Para Manuel Carmo Gomes, o ajuntamento sugere que falhou o planeamento, que podendo ter sido espontâneo era “previsível”. Segundo o i apurou, tão previsível que as conversações sobre medidas a adoptar começaram no final de abril, nomeadamente em contactos entre a Liga e a DGS, mas na prática pela manhã de terça-feira já se começavam a juntar centenas de adeptos na envolvente do estádio, a Juve Leo colocou um ecrã gigante no exterior do estádio e a concentração, ao invés de ser mitigada, foi aumentando. Para Ricardo Mexia, presidente da Associação Nacional de Médicos de Saúde Pública, falhou igualmente o planeamento e sai reforçada a necessidade de haver antecipação, fiscalização e regras bem definidas. Atualmente não existe uma orientação geral sobre eventos de massas, com eventos interiores e exteriores a passar pela DGS. Para o médico, seria importante haver uma definição, até por que se aproximam novos eventos, desde logo a final da Taça de Portugal na próxima semana. “Sem regras, existe um vazio”, sublinha. Está ainda agendado o rali de Portugal, com público autorizado mas que passará por concelhos atualmente com uma situação epidemiológica considerada de risco (ver ao lado).
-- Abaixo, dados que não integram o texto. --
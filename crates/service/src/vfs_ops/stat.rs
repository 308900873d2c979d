use common::file::FileEntity;

use super::{load_ready, VfsOpsError};
use crate::ServiceState;

/// Resolve a single virtual path to metadata.
pub async fn stat_file(
    path: &str,
    account_name: &str,
    state: &ServiceState,
) -> Result<FileEntity, VfsOpsError> {
    let (account, driver) = load_ready(account_name, state).await?;
    Ok(driver.file(path, &account).await?)
}
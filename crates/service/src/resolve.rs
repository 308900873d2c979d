use std::collections::HashMap;
use std::sync::Arc;

use futures::future::BoxFuture;
use futures::FutureExt;
use parking_lot::Mutex;

use common::account::Account;
use common::driver::{Lister, RawListing};
use common::error::DriverError;
use common::file::{sort_entities, FileEntity};
use common::vpath;

use crate::cache::DirCache;

type FlightKey = (String, String);

/// The path resolution engine: turns virtual paths into entities or
/// listings, consulting the directory cache and the owning driver's listing
/// primitives.
///
/// The engine guarantees at most one in-flight backend listing call per
/// (account, path) key; concurrent misses for the same key queue on a flight
/// guard instead of stampeding a rate-limited vendor API. A canceled call
/// (dropped future) never populates the cache, because the insert only
/// happens after the fetch completes; its flight-map entry is removed by the
/// guard's destructor, so abandoned keys do not accumulate.
pub struct Resolver {
    cache: Arc<DirCache>,
    flights: Mutex<HashMap<FlightKey, Arc<tokio::sync::Mutex<()>>>>,
}

/// Membership in the flight map for one key. Dropping it removes the entry
/// once no other caller holds it, whether the fetch finished or the owning
/// future was dropped mid-flight.
struct Flight<'a> {
    resolver: &'a Resolver,
    key: FlightKey,
    guard: Arc<tokio::sync::Mutex<()>>,
}

impl Drop for Flight<'_> {
    fn drop(&mut self) {
        let mut flights = self.resolver.flights.lock();
        // Two strong refs mean nobody else is waiting: the map's and ours.
        if Arc::strong_count(&self.guard) == 2 {
            flights.remove(&self.key);
        }
    }
}

impl Resolver {
    pub fn new(cache: Arc<DirCache>) -> Self {
        Self {
            cache,
            flights: Mutex::new(HashMap::new()),
        }
    }

    pub fn cache(&self) -> &Arc<DirCache> {
        &self.cache
    }

    /// List a directory's direct children as classified, sorted entities.
    pub async fn files(
        &self,
        lister: &dyn Lister,
        path: &str,
        account: &Account,
    ) -> Result<Vec<FileEntity>, DriverError> {
        let path = vpath::normalize(path);
        self.files_at(lister, path, account).await
    }

    /// Resolve a single virtual path to metadata.
    pub async fn file(
        &self,
        lister: &dyn Lister,
        path: &str,
        account: &Account,
    ) -> Result<FileEntity, DriverError> {
        let path = vpath::normalize(path);
        self.file_at(lister, path, account).await
    }

    fn files_at<'a>(
        &'a self,
        lister: &'a dyn Lister,
        path: String,
        account: &'a Account,
    ) -> BoxFuture<'a, Result<Vec<FileEntity>, DriverError>> {
        async move {
            if let Some(raw) = self.cache.get(&path, account) {
                tracing::debug!(account = %account.name, %path, "listing served from cache");
                return self.classified(lister, &raw, account);
            }

            let flight = self.join_flight((account.name.clone(), path.clone()));
            let _permit = flight.guard.lock().await;

            // A queued waiter may find the listing its predecessor fetched.
            if let Some(raw) = self.cache.get(&path, account) {
                return self.classified(lister, &raw, account);
            }

            self.fetch_listing(lister, &path, account).await
        }
        .boxed()
    }

    async fn fetch_listing(
        &self,
        lister: &dyn Lister,
        path: &str,
        account: &Account,
    ) -> Result<Vec<FileEntity>, DriverError> {
        // Resolving the directory entry may itself recurse into the parent
        // listing for id-addressed backends.
        let dir = self.file_at(lister, path.to_string(), account).await?;
        if !dir.is_dir() {
            return Err(DriverError::NotFolder);
        }
        let raw = lister.list_raw(&dir, path, account).await?;
        let entries = self.classified(lister, &raw, account)?;
        // Errors are never cached, and neither are empty results.
        if !entries.is_empty() {
            self.cache.set(path, account, raw);
        }
        Ok(entries)
    }

    fn file_at<'a>(
        &'a self,
        lister: &'a dyn Lister,
        path: String,
        account: &'a Account,
    ) -> BoxFuture<'a, Result<FileEntity, DriverError>> {
        async move {
            if vpath::is_root(&path) {
                return Ok(lister.root_entry(account));
            }
            // Path-addressed backends can look an entry up directly.
            if let Some(found) = lister.stat(&path, account).await? {
                return Ok(found);
            }
            let (parent, leaf) = vpath::split(&path);
            let entries = self.files_at(lister, parent, account).await?;
            // Exact byte-for-byte match; first wins. Duplicate names are a
            // backend data-integrity defect, not ours to resolve.
            entries
                .into_iter()
                .find(|entry| entry.name == leaf)
                .ok_or(DriverError::PathNotFound)
        }
        .boxed()
    }

    fn classified(
        &self,
        lister: &dyn Lister,
        raw: &RawListing,
        account: &Account,
    ) -> Result<Vec<FileEntity>, DriverError> {
        let mut entries = lister.classify(raw, account)?;
        if !lister.config().local_sort {
            sort_entities(&mut entries, account.sort_by, account.sort_direction);
        }
        Ok(entries)
    }

    fn join_flight(&self, key: FlightKey) -> Flight<'_> {
        let guard = self.flights.lock().entry(key.clone()).or_default().clone();
        Flight {
            resolver: self,
            key,
            guard,
        }
    }
}

#[cfg(test)]
mod tests {
    use std::sync::Arc;
    use std::time::Duration;

    use async_trait::async_trait;
    use tokio::sync::Notify;

    use common::account::Account;
    use common::driver::{DriverConfig, Lister, RawListing};
    use common::error::DriverError;
    use common::file::FileEntity;

    use crate::cache::DirCache;
    use crate::testkit::working_account;

    use super::Resolver;

    /// Signals when a listing call starts, then never returns.
    struct StallingLister {
        started: Arc<Notify>,
    }

    #[async_trait]
    impl Lister for StallingLister {
        fn config(&self) -> DriverConfig {
            DriverConfig::named("stall")
        }

        async fn list_raw(
            &self,
            _dir: &FileEntity,
            _path: &str,
            _account: &Account,
        ) -> Result<RawListing, DriverError> {
            self.started.notify_one();
            futures::future::pending().await
        }

        fn classify(
            &self,
            _raw: &RawListing,
            _account: &Account,
        ) -> Result<Vec<FileEntity>, DriverError> {
            Ok(Vec::new())
        }
    }

    #[tokio::test]
    async fn abandoned_listing_clears_its_flight_entry() {
        let cache = Arc::new(DirCache::new(Duration::from_secs(60)));
        let resolver = Arc::new(Resolver::new(cache));
        let started = Arc::new(Notify::new());
        let account = working_account("stall", "stall");

        let task = tokio::spawn({
            let resolver = resolver.clone();
            let started = started.clone();
            let account = account.clone();
            async move {
                let lister = StallingLister { started };
                let _ = resolver.files(&lister, "/", &account).await;
            }
        });

        started.notified().await;
        assert_eq!(resolver.flights.lock().len(), 1);

        task.abort();
        let _ = task.await;

        assert!(resolver.flights.lock().is_empty());
    }
}
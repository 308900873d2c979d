use common::error::DriverError;

use crate::database::models::AccountStoreError;

#[derive(Debug, thiserror::Error)]
pub enum VfsOpsError {
    #[error("account not found: {0}")]
    AccountNotFound(String),
    #[error("account [{0}] is not ready: {1}")]
    AccountNotReady(String, String),
    #[error("unknown driver: {0}")]
    UnknownDriver(String),
    #[error("account store error: {0}")]
    Store(#[from] AccountStoreError),
    #[error(transparent)]
    Driver(#[from] DriverError),
}
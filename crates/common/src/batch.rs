//! Batch mutation protocol for task-based backends.
//!
//! Some vendors execute move/copy/delete as server-side asynchronous tasks.
//! The caller packages one descriptor per operation, submits it over the
//! driver's control channel, and treats the submission acknowledgment as the
//! operation's result. Completion, partial failure, or rollback on the
//! vendor side is not observed by this layer; that gap is deliberate and
//! documented, not something to poll around.

use serde::{Deserialize, Serialize};

use crate::file::FileEntity;

#[derive(Debug, Clone, Copy, PartialEq, Eq, Serialize, Deserialize)]
#[serde(rename_all = "UPPERCASE")]
pub enum BatchKind {
    Move,
    Copy,
    Delete,
}

impl BatchKind {
    /// Vendor wire form.
    pub fn as_str(&self) -> &'static str {
        match self {
            BatchKind::Move => "MOVE",
            BatchKind::Copy => "COPY",
            BatchKind::Delete => "DELETE",
        }
    }
}

#[derive(Debug, Clone, Serialize, Deserialize)]
pub struct BatchItem {
    pub source_id: String,
    pub dest_name: String,
    pub is_container: bool,
}

impl BatchItem {
    /// Build an item from a resolved source entity and its name at the
    /// destination (unchanged for deletes).
    pub fn from_entity(entity: &FileEntity, dest_name: impl Into<String>) -> Self {
        Self {
            source_id: entity.id.clone().unwrap_or_default(),
            dest_name: dest_name.into(),
            is_container: entity.is_dir(),
        }
    }
}

/// One submitted unit of asynchronous mutation work.
///
/// Invariant: every item shares the descriptor's kind and target container.
/// The constructors are the only way to build one, which keeps that holding.
#[derive(Debug, Clone, Serialize, Deserialize)]
pub struct BatchTask {
    kind: BatchKind,
    /// Destination parent identifier; empty for deletes.
    target_container_id: String,
    items: Vec<BatchItem>,
}

impl BatchTask {
    pub fn moving(target_container_id: impl Into<String>, items: Vec<BatchItem>) -> Self {
        Self {
            kind: BatchKind::Move,
            target_container_id: target_container_id.into(),
            items,
        }
    }

    pub fn copying(target_container_id: impl Into<String>, items: Vec<BatchItem>) -> Self {
        Self {
            kind: BatchKind::Copy,
            target_container_id: target_container_id.into(),
            items,
        }
    }

    pub fn deleting(items: Vec<BatchItem>) -> Self {
        Self {
            kind: BatchKind::Delete,
            target_container_id: String::new(),
            items,
        }
    }

    pub fn kind(&self) -> BatchKind {
        self.kind
    }

    pub fn target_container_id(&self) -> &str {
        &self.target_container_id
    }

    pub fn items(&self) -> &[BatchItem] {
        &self.items
    }
}

#[cfg(test)]
mod tests {
    use super::*;
    use crate::file::{FileEntity, FileKind};

    fn folder(id: &str, name: &str) -> FileEntity {
        FileEntity {
            id: Some(id.to_string()),
            name: name.to_string(),
            size: 0,
            kind: FileKind::Folder,
            driver: "test",
            updated_at: None,
            thumbnail: None,
        }
    }

    #[test]
    fn delete_task_has_empty_target() {
        let task = BatchTask::deleting(vec![BatchItem::from_entity(&folder("42", "sub"), "sub")]);
        assert_eq!(task.kind(), BatchKind::Delete);
        assert_eq!(task.target_container_id(), "");
        assert!(task.items()[0].is_container);
        assert_eq!(task.items()[0].source_id, "42");
    }

    #[test]
    fn kind_wire_form_is_uppercase() {
        assert_eq!(BatchKind::Move.as_str(), "MOVE");
        assert_eq!(
            serde_json::to_string(&BatchKind::Copy).unwrap(),
            "\"COPY\""
        );
    }
}
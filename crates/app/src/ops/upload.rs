use std::path::PathBuf;

use clap::Args;

use common::driver::FileStream;
use service::vfs_ops;

/// Upload a local file into a directory under an account.
#[derive(Args, Debug, Clone)]
pub struct Upload {
    /// Account name
    pub account: String,

    /// Local file to upload
    pub file: PathBuf,

    /// Virtual path of the destination directory
    #[arg(default_value = "/")]
    pub dest: String,
}

#[derive(Debug, thiserror::Error)]
pub enum UploadError {
    #[error(transparent)]
    Setup(#[from] crate::op::OpSetupError),
    #[error("cannot read {}: {}", .0.display(), .1)]
    Read(PathBuf, std::io::Error),
    #[error("{} has no file name", .0.display())]
    NoFileName(PathBuf),
    #[error("upload failed: {0}")]
    Failed(#[from] service::VfsOpsError),
}

#[async_trait::async_trait]
impl crate::op::Op for Upload {
    type Error = UploadError;
    type Output = String;

    async fn execute(&self, ctx: &crate::op::OpContext) -> Result<Self::Output, Self::Error> {
        let name = self
            .file
            .file_name()
            .map(|n| n.to_string_lossy().into_owned())
            .ok_or_else(|| UploadError::NoFileName(self.file.clone()))?;
        let meta = tokio::fs::metadata(&self.file)
            .await
            .map_err(|e| UploadError::Read(self.file.clone(), e))?;
        let file = tokio::fs::File::open(&self.file)
            .await
            .map_err(|e| UploadError::Read(self.file.clone(), e))?;
        let mime = mime_guess::from_path(&self.file)
            .first_or_octet_stream()
            .to_string();

        let stream = FileStream {
            name: name.clone(),
            parent_path: self.dest.clone(),
            mime,
            size: meta.len(),
            reader: Box::new(file),
        };

        let state = ctx.state().await?;
        let result = vfs_ops::upload_file(Some(stream), &self.account, &state).await;
        state.shutdown().await;

        result?;
        Ok(format!("uploaded {} to {}", name, self.dest))
    }
}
Esta quarta-feira, celebra-se em Fátima o 13 de Maio, com 7500 peregrinos autorizados no recinto – mas com medidas de segurança mais visíveis, como áreas delimitadas para grupos e acessos controlos. “Como sempre dissemos, é importante haver coerência nas medidas para que exista uma maior adesão da população”, defende Ricardo Mexia.